:: Records supplied

use crate::event_repo::EventRepo;
use cw_core::error::{CallwatchError, StoreError};
use cw_core::store::Store;
use rusqlite::Connection;

pub struct DbStore {
    conn: Connection,
}

impl DbStore {
    pub fn new(conn: Connection) -> Self {
        Self { conn }
    }

    pub fn connection(&self) -> &Connection {
        &self.conn
    }
}

impl Store for DbStore {
    type Events<'a>
        = EventRepo<'a>
    where
        Self: 'a;

    fn events(&self) -> Self::Events<'_> {
        EventRepo::new(&self.conn)
    }

    fn with_tx<F, T>(&self, f: F) -> Result<T, CallwatchError>
    where
        F: FnOnce(&Self) -> Result<T, CallwatchError>,
    {
        self.conn.execute_batch("BEGIN IMMEDIATE").map_err(|err| {
            CallwatchError::Store(StoreError::Unavailable {
                message: err.to_string(),
            })
        })?;
        match f(self) {
            Ok(value) => {
                self.conn.execute_batch("COMMIT").map_err(|err| {
                    CallwatchError::Store(StoreError::Unavailable {
                        message: err.to_string(),
                    })
                })?;
                Ok(value)
            }
            Err(err) => {
                self.conn.execute_batch("ROLLBACK").map_err(|rollback_err| {
                    CallwatchError::Store(StoreError::Unavailable {
                        message: rollback_err.to_string(),
                    })
                })?;
                Err(err)
            }
        }
    }
}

::::

Exercise description => Write each line of the data above out again without altering a word.

Exercise solution =>
use crate::event_repo::EventRepo;
use cw_core::error::{CallwatchError, StoreError};
use cw_core::store::Store;
use rusqlite::Connection;

pub struct DbStore {
    conn: Connection,
}

impl DbStore {
    pub fn new(conn: Connection) -> Self {
        Self { conn }
    }

    pub fn connection(&self) -> &Connection {
        &self.conn
    }
}

impl Store for DbStore {
    type Events<'a>
        = EventRepo<'a>
    where
        Self: 'a;

    fn events(&self) -> Self::Events<'_> {
        EventRepo::new(&self.conn)
    }

    fn with_tx<F, T>(&self, f: F) -> Result<T, CallwatchError>
    where
        F: FnOnce(&Self) -> Result<T, CallwatchError>,
    {
        self.conn.execute_batch("BEGIN IMMEDIATE").map_err(|err| {
            CallwatchError::Store(StoreError::Unavailable {
                message: err.to_string(),
            })
        })?;
        match f(self) {
            Ok(value) => {
                self.conn.execute_batch("COMMIT").map_err(|err| {
                    CallwatchError::Store(StoreError::Unavailable {
                        message: err.to_string(),
                    })
                })?;
                Ok(value)
            }
            Err(err) => {
                self.conn.execute_batch("ROLLBACK").map_err(|rollback_err| {
                    CallwatchError::Store(StoreError::Unavailable {
                        message: rollback_err.to_string(),
                    })
                })?;
                Err(err)
            }
        }
    }
}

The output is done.